#### Input material
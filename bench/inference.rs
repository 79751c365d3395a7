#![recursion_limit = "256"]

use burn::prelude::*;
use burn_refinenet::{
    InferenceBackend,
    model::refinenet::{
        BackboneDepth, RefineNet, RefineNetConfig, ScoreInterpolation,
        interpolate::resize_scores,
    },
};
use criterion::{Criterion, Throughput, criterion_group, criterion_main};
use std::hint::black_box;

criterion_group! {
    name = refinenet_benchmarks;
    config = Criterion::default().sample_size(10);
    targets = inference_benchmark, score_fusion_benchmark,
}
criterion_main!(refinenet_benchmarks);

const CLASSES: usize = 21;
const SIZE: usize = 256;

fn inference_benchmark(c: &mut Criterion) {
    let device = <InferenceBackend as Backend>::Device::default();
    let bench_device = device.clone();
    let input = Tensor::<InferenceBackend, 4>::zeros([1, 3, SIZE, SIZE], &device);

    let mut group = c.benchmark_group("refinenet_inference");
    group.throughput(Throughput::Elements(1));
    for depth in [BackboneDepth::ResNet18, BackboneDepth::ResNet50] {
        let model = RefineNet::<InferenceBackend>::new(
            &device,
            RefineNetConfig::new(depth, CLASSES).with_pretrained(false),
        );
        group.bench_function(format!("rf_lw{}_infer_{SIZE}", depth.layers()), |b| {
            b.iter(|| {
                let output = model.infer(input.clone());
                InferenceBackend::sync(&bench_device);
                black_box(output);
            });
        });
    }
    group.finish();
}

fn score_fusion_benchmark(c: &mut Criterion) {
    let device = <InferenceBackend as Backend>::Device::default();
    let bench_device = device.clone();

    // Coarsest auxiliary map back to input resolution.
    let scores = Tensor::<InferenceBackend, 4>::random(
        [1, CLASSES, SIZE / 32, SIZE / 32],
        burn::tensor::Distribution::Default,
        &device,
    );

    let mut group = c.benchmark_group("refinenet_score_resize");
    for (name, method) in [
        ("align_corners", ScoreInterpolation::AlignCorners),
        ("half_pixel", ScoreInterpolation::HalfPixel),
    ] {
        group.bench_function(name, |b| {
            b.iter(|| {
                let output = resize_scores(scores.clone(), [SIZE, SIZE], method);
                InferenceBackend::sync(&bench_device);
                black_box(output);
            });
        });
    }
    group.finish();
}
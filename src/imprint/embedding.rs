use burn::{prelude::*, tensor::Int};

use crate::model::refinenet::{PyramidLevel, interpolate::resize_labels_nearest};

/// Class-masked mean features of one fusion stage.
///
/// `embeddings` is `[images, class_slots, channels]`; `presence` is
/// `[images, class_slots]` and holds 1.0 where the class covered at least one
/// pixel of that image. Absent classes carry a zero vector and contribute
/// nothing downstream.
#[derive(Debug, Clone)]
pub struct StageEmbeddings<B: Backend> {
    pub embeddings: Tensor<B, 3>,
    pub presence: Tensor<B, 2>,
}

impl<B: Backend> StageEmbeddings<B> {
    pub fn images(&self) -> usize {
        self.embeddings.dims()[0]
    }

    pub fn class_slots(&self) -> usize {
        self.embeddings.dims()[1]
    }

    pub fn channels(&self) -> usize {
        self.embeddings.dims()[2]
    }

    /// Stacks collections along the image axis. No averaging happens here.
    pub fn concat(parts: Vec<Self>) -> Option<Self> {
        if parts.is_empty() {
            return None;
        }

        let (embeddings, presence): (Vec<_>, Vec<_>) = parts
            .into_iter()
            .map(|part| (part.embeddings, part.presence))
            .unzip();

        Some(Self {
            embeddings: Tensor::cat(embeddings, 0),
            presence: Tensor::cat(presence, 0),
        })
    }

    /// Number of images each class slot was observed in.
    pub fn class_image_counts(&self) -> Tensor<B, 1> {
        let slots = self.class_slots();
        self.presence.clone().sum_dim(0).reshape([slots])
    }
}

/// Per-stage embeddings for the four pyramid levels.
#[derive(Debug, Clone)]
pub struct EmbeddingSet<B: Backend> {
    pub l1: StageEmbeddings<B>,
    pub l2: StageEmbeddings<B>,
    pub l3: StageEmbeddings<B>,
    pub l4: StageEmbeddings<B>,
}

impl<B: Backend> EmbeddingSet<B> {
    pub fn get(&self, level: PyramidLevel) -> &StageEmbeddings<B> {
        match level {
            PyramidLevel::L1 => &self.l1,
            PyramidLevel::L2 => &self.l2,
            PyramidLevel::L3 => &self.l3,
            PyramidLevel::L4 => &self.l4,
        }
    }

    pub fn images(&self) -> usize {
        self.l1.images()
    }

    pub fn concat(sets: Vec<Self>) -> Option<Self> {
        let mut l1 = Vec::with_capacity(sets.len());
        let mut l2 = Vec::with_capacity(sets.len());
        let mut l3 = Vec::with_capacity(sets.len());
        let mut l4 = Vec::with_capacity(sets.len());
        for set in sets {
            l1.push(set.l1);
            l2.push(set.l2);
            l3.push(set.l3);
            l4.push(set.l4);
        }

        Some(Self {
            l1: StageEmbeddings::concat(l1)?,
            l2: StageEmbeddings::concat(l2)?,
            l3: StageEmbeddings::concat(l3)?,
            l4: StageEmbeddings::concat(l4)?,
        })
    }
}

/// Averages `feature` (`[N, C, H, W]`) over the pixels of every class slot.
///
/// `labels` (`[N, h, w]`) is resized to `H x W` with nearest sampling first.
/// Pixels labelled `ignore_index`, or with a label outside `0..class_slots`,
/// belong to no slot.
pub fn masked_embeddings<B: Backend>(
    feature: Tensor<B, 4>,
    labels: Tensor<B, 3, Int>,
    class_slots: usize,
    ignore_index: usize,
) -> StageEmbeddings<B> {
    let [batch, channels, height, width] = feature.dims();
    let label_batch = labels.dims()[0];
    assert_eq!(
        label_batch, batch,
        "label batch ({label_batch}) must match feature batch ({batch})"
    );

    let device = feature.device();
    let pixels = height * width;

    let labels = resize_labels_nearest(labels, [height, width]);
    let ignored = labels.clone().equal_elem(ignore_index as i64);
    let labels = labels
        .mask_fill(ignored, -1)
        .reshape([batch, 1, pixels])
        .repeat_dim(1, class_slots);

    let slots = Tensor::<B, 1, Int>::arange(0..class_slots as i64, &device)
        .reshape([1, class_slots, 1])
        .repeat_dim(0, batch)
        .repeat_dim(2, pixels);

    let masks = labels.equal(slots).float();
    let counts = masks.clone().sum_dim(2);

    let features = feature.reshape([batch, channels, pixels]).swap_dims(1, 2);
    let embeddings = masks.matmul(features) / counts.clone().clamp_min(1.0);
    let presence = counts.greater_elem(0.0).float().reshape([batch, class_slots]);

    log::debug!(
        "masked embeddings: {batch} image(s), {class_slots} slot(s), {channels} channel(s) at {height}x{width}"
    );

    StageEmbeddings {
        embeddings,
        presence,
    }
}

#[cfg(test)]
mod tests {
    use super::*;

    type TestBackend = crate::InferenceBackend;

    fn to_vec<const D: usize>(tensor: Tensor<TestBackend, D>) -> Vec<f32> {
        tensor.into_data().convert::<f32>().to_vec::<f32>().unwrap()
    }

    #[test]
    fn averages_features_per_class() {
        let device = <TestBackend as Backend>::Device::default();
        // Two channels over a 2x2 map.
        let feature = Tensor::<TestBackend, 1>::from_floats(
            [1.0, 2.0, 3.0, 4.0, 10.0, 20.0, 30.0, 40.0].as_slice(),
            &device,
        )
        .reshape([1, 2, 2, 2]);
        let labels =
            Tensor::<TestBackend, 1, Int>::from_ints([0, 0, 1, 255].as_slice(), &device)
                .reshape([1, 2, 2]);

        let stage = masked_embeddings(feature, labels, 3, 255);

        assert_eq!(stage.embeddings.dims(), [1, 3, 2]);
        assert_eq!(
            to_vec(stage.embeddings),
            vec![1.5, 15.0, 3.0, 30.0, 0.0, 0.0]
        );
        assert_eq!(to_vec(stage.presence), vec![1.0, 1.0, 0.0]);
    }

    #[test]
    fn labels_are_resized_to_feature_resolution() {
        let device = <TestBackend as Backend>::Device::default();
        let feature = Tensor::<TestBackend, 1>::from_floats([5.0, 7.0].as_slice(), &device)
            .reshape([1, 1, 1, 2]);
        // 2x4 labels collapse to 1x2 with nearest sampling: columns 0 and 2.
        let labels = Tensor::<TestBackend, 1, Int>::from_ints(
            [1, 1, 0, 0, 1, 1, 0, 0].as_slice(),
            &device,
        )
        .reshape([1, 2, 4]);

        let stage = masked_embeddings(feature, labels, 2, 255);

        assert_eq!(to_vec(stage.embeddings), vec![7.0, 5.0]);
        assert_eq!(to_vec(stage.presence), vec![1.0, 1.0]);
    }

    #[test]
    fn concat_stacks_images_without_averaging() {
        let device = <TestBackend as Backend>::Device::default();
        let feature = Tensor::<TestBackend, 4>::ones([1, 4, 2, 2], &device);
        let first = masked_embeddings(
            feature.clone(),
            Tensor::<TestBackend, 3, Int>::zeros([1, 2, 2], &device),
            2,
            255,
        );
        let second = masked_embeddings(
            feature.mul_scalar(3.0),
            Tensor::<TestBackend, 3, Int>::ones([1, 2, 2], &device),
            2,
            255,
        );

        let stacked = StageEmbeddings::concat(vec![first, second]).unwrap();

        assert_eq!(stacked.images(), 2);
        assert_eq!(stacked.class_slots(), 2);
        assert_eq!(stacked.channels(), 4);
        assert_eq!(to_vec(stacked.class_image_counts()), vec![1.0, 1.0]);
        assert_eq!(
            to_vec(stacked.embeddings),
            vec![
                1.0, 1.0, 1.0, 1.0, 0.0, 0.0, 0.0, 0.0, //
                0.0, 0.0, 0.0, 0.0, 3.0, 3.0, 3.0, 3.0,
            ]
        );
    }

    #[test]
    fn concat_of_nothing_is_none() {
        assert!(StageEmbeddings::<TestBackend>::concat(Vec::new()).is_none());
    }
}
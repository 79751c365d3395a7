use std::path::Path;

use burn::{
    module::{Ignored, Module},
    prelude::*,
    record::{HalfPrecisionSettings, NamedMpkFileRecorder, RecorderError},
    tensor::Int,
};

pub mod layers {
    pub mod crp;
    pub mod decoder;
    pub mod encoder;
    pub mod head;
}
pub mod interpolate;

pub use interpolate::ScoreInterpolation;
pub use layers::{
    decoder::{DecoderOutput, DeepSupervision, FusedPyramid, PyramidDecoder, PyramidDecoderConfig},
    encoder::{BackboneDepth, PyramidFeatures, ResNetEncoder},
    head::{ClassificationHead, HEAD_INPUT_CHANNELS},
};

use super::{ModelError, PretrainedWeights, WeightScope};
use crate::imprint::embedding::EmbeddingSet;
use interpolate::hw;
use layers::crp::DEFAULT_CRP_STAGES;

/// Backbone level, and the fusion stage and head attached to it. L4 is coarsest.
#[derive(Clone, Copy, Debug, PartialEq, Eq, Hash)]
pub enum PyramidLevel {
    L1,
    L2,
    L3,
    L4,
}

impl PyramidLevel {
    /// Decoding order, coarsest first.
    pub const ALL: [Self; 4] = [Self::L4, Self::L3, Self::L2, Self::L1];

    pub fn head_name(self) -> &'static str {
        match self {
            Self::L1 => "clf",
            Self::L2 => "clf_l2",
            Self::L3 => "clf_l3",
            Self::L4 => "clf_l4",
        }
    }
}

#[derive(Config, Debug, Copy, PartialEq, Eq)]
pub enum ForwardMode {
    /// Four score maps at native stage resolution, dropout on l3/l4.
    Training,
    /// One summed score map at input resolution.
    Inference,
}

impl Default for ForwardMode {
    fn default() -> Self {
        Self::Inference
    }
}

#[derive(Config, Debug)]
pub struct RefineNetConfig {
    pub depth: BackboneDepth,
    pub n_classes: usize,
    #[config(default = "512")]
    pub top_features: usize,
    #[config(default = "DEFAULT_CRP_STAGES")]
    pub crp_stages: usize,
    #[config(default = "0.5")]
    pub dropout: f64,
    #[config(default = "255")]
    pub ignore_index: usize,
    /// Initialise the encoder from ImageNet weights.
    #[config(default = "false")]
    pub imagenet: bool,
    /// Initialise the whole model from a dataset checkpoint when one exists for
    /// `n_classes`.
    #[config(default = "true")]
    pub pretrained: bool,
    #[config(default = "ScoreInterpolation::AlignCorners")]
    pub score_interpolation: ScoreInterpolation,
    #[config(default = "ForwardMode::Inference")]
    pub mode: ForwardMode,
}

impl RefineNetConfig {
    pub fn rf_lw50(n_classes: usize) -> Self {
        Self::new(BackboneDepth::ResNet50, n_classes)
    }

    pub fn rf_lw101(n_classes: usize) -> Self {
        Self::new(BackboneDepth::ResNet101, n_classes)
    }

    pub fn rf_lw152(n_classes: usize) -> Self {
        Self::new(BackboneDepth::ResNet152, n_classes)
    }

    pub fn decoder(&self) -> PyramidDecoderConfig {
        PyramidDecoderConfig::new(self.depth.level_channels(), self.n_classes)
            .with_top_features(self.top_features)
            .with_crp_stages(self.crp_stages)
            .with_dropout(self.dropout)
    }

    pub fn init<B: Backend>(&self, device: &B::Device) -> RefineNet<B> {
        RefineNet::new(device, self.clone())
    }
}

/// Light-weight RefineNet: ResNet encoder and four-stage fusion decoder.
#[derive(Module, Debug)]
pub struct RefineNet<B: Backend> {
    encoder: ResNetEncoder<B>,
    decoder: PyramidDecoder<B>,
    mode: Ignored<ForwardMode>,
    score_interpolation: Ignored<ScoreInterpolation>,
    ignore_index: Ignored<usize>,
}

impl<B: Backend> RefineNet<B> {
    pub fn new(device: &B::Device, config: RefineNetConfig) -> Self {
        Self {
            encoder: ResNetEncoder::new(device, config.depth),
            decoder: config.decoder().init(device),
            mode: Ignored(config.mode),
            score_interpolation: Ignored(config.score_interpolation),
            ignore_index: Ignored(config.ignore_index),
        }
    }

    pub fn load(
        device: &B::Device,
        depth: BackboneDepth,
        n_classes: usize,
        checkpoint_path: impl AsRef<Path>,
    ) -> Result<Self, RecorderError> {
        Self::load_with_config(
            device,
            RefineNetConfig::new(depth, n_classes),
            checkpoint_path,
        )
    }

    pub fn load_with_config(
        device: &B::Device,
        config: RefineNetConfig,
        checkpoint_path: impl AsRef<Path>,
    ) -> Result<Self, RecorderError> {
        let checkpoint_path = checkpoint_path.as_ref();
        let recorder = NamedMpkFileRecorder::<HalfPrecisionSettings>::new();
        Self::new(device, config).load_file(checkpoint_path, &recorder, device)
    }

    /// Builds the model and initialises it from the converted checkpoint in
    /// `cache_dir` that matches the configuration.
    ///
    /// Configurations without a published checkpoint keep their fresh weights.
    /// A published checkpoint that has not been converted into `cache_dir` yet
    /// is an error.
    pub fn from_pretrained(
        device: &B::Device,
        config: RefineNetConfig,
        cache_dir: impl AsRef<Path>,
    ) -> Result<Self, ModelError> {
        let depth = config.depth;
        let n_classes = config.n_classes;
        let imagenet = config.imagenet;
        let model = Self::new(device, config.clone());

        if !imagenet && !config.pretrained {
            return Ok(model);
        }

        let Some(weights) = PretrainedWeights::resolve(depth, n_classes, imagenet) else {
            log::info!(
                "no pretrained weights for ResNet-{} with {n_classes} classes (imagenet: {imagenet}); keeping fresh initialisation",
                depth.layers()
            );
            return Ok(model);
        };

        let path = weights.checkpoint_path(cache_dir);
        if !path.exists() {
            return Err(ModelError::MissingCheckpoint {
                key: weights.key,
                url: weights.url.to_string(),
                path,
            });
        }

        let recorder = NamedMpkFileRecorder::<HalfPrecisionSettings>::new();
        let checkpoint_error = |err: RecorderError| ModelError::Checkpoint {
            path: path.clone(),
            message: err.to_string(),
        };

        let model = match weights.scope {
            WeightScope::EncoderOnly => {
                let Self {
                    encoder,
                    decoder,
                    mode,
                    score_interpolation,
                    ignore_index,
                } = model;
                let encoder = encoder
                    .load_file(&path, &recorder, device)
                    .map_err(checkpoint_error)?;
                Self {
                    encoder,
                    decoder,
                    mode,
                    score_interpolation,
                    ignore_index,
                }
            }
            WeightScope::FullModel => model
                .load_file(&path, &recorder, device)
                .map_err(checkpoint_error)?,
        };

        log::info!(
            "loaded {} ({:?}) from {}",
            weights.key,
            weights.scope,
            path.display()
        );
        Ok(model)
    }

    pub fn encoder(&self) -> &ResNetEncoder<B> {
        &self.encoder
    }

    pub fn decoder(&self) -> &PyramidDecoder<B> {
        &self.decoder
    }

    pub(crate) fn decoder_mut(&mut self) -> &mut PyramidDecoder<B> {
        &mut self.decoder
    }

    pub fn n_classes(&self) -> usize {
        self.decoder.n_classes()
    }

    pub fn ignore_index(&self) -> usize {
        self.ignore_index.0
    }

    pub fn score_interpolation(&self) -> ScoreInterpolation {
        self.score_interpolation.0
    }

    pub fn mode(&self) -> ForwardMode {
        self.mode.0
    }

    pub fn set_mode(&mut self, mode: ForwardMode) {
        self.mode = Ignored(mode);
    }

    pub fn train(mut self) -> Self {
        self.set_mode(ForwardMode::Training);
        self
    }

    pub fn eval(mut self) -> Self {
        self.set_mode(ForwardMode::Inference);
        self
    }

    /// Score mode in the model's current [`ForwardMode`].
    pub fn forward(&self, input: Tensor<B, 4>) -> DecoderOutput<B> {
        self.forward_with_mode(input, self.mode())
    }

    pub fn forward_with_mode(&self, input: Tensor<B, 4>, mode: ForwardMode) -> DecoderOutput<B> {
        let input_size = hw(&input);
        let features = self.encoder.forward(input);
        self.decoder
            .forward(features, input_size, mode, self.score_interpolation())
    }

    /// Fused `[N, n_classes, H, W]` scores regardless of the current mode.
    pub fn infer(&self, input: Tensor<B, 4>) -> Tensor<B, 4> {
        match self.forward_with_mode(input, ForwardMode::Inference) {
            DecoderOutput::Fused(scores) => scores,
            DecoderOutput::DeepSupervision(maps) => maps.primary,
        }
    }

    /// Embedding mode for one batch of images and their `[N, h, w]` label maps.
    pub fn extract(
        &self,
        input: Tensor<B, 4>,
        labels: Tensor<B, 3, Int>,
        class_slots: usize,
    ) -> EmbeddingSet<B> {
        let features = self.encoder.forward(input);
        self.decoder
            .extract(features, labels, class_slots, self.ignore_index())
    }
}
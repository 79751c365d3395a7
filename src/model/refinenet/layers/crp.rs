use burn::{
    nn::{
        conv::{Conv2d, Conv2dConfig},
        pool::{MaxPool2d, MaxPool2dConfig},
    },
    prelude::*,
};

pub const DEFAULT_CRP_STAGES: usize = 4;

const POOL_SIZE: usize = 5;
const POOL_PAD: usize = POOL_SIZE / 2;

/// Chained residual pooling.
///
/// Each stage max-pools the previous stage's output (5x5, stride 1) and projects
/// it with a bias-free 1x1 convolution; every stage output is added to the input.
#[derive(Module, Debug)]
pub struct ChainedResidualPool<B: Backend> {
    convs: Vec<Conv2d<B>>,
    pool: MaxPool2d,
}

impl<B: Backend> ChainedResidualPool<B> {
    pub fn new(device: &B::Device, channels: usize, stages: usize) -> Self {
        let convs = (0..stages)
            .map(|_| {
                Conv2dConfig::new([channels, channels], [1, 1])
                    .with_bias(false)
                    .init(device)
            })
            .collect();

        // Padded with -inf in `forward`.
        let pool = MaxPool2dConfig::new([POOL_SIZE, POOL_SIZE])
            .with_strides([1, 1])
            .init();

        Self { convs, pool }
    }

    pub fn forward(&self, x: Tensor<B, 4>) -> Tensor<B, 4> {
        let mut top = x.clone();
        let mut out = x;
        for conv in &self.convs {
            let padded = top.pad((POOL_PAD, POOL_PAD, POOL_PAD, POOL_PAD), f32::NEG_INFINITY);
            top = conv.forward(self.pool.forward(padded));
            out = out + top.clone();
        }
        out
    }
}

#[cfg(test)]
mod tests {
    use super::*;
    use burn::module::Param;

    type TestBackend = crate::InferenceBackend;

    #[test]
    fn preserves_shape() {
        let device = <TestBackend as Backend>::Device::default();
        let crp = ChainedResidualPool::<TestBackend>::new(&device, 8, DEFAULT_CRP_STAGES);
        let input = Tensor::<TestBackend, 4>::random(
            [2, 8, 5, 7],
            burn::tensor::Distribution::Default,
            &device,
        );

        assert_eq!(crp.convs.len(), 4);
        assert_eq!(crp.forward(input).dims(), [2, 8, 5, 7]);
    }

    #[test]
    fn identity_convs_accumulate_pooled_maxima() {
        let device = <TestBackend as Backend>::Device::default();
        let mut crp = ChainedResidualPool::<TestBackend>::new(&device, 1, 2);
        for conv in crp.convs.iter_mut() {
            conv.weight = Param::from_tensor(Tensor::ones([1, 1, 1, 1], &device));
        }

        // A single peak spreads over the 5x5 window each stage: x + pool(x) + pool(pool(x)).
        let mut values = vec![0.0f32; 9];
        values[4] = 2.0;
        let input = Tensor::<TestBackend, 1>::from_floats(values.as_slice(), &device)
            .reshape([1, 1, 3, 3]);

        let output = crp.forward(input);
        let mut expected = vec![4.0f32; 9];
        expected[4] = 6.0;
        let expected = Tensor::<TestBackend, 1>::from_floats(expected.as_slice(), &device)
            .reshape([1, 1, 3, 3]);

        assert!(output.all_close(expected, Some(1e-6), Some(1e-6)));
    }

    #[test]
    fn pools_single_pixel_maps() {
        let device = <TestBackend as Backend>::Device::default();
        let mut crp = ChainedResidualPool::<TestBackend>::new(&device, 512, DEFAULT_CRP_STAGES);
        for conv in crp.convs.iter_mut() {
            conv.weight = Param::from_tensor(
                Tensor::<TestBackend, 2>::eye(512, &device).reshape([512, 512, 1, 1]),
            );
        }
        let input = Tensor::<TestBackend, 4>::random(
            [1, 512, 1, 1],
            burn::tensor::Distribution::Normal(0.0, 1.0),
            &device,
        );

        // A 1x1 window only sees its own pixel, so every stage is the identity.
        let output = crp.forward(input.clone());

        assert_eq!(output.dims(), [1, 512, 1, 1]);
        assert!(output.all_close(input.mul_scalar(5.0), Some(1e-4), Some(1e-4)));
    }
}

#### Your objective
Using the data above, print exactly the lines from the line that contains "fn inference_benchmark(c: &mut" through the line that contains "fn score_fusion_benchmark(c: &mut", with both included.

#### Solution to the problem
fn inference_benchmark(c: &mut Criterion) {
    let device = <InferenceBackend as Backend>::Device::default();
    let bench_device = device.clone();
    let input = Tensor::<InferenceBackend, 4>::zeros([1, 3, SIZE, SIZE], &device);

    let mut group = c.benchmark_group("refinenet_inference");
    group.throughput(Throughput::Elements(1));
    for depth in [BackboneDepth::ResNet18, BackboneDepth::ResNet50] {
        let model = RefineNet::<InferenceBackend>::new(
            &device,
            RefineNetConfig::new(depth, CLASSES).with_pretrained(false),
        );
        group.bench_function(format!("rf_lw{}_infer_{SIZE}", depth.layers()), |b| {
            b.iter(|| {
                let output = model.infer(input.clone());
                InferenceBackend::sync(&bench_device);
                black_box(output);
            });
        });
    }
    group.finish();
}

fn score_fusion_benchmark(c: &mut Criterion) {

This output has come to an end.